The adoption of the Bali Package on December 7, 2013 generated no small amount of euphoria among trade officials that gathered at the 9th Ministerial of the World Trade Organization (WTO). The WTO claims that the deal will generate between $400 billion and $1 trillion in global trade. But with dust settling from the Ministerial meeting, we briefly examine here what the Bali Package really means for Africa in the area of trade facilitation – which lies at the heart of what was agreed.

Resuscitating the DDA

Firstly, the mere fact that 159 Members achieved consensus in Bali is an impressive feat in its own right. The Doha Development Round had come to be characterized by polarization especially between the major developed countries and the emerging economies of the South. The agreement in Bali provides a timely boost for the multilateral trading system which last witnessed such excitement during the launch of the Doha Development Agenda (DDA) in Qatar in 2001. Back then there was a great deal of optimism about how the DDA would help to address the imbalances in the global trading regime. However, the DDA became constrained by intractable differences leading most countries to resort to bilateral and regional trade pacts. Paragraph 1.9 of the Bali Declaration “reaffirms (Members’) commitment to the WTO as the pre-eminent global forum for trade.”

Trade facilitation vital for Africa’s competitiveness

Essentially, the Bali Package contains a subset of issues from the broader DDA such as agriculture and issues of concern to LDCs. Of particular interest is the trade facilitation component because it holds tremendous potential for African countries and complements a lot of the infrastructure investments that are being undertaken across the continent particularly in the transport sector.

The least developed country (LDC) package contains best endeavours rather than binding commitments. Among others it reiterates Members’ commitment to providing duty-free-quota-free (DFQF) market access to LDCs. Upon closer examination, the benefits of DFQF might prove superficial for various reasons, including the less than 100 per cent coverage, effects of preference erosion, rules of origin and non-tariff barriers which are of equal if not bigger concern than tariffs for LDCs.

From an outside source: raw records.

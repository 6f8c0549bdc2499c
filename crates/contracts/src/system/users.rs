use serde::{Deserialize, Serialize};

use crate::enums::UserRole;
use crate::shared::text::{contains_ci, contains_ci_opt, is_valid_email};

#[derive(Debug, Clone, PartialEq, Serialize, Deserialize, Default)]
pub struct User {
    pub id: String,
    pub username: String,
    pub email: Option<String>,
    pub full_name: Option<String>,
    #[serde(default)]
    pub phone: Option<String>,
    pub role: UserRole,
    pub is_active: bool,
    pub created_at: String,
    #[serde(default)]
    pub updated_at: String,
    pub last_login_at: Option<String>,
}

impl User {
    pub fn matches_query(&self, query: &str) -> bool {
        contains_ci(&self.username, query)
            || contains_ci_opt(self.full_name.as_deref(), query)
            || contains_ci_opt(self.email.as_deref(), query)
            || contains_ci_opt(self.phone.as_deref(), query)
    }

    pub fn display_name(&self) -> &str {
        self.full_name
            .as_deref()
            .filter(|n| !n.trim().is_empty())
            .unwrap_or(&self.username)
    }
}

fn validate_contacts(email: Option<&str>, phone: Option<&str>) -> Result<(), String> {
    if let Some(email) = email.filter(|e| !e.trim().is_empty()) {
        if !is_valid_email(email) {
            return Err("Некорректный email".into());
        }
    }
    if let Some(phone) = phone.filter(|p| !p.trim().is_empty()) {
        let digits = phone.chars().filter(|c| c.is_ascii_digit()).count();
        if !(9..=15).contains(&digits) {
            return Err("Телефон должен содержать от 9 до 15 цифр".into());
        }
    }
    Ok(())
}

#[derive(Debug, Clone, Serialize, Deserialize, Default)]
pub struct CreateUserDto {
    pub username: String,
    pub password: String,
    pub email: Option<String>,
    pub full_name: Option<String>,
    pub phone: Option<String>,
    pub role: UserRole,
}

impl CreateUserDto {
    pub fn validate(&self) -> Result<(), String> {
        let username = self.username.trim();
        if username.chars().count() < 3 {
            return Err("Логин должен содержать не менее 3 символов".into());
        }
        if username.contains(char::is_whitespace) {
            return Err("Логин не должен содержать пробелов".into());
        }
        if self.password.chars().count() < 6 {
            return Err("Пароль должен содержать не менее 6 символов".into());
        }
        validate_contacts(self.email.as_deref(), self.phone.as_deref())
    }
}

#[derive(Debug, Clone, Serialize, Deserialize)]
pub struct UpdateUserDto {
    pub id: String,
    pub email: Option<String>,
    pub full_name: Option<String>,
    pub phone: Option<String>,
    pub role: UserRole,
    pub is_active: bool,
}

impl UpdateUserDto {
    pub fn validate(&self) -> Result<(), String> {
        validate_contacts(self.email.as_deref(), self.phone.as_deref())
    }
}

impl From<&User> for UpdateUserDto {
    fn from(u: &User) -> Self {
        Self {
            id: u.id.clone(),
            email: u.email.clone(),
            full_name: u.full_name.clone(),
            phone: u.phone.clone(),
            role: u.role,
            is_active: u.is_active,
        }
    }
}

#[cfg(test)]
mod tests {
    use super::*;

    #[test]
    fn test_create_user_validation() {
        let mut dto = CreateUserDto {
            username: "manager1".into(),
            password: "secret1".into(),
            ..Default::default()
        };
        assert!(dto.validate().is_ok());

        dto.username = "ab".into();
        assert!(dto.validate().is_err());

        dto.username = "john doe".into();
        assert!(dto.validate().is_err());

        dto.username = "john".into();
        dto.password = "123".into();
        assert!(dto.validate().is_err());

        dto.password = "123456".into();
        dto.email = Some("bad-email".into());
        assert_eq!(dto.validate().unwrap_err(), "Некорректный email");

        dto.email = Some("".into());
        dto.phone = Some("+84 (90) 123-45-67".into());
        assert!(dto.validate().is_ok());
        dto.phone = Some("123".into());
        assert!(dto.validate().is_err());
    }

    #[test]
    fn test_user_search_and_display_name() {
        let user = User {
            username: "ivan".into(),
            full_name: Some("Иван Петров".into()),
            email: Some("ivan@club.ru".into()),
            ..Default::default()
        };
        assert!(user.matches_query("петров"));
        assert!(user.matches_query("CLUB.RU"));
        assert!(!user.matches_query("sidorov"));
        assert_eq!(user.display_name(), "Иван Петров");

        let bare = User {
            username: "guest".into(),
            full_name: Some("  ".into()),
            ..Default::default()
        };
        assert_eq!(bare.display_name(), "guest");
    }
}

DFQF without complimentary measures does not produce the sizeable supply response as we have seen with European Union’s Everything but Arms (EBA) and United States’ African Growth and Opportunity Act (AGOA) preference schemes. Overall, there has been little improvement on the LDC package since the 2011 Ministerial Conference.

The agriculture negotiations only yielded an interim mechanism following some “arm wrestling” between India and USA, necessitating further negotiations in order to nail down a lasting solution. For African countries, therefore, the Agreement on Trade Facilitation seems to be the main take-away from Bali.

Trade facilitation is vital for Africa’s own competitiveness as it will reduce costs for traders. While tariffs have progressively fallen, the key challenge to intra-African trade is non-tariff barriers that stifle the movement of goods, services and people across borders. To use a clichéd example, it has often been said that shipping a car from Japan to Abidjan costs US $1,500, but shipping the same car from Abidjan to Addis Ababa costs US $5,000.

There are 16 landlocked countries on the continent. For these countries, the average customs transaction involves 20 to 30 steps, 40 documents, 200 data elements and re-keying of 60 per cent to 70 per cent of all data at least once . It therefore comes as no surprise that trade facilitation bottlenecks such as border crossing procedures, cumbersome documentation, regulations and non-tariff barriers such as police checks account for 14 per cent of trade costs in Africa’s landlocked countries, compared to a developing country average of 8.6 per cent.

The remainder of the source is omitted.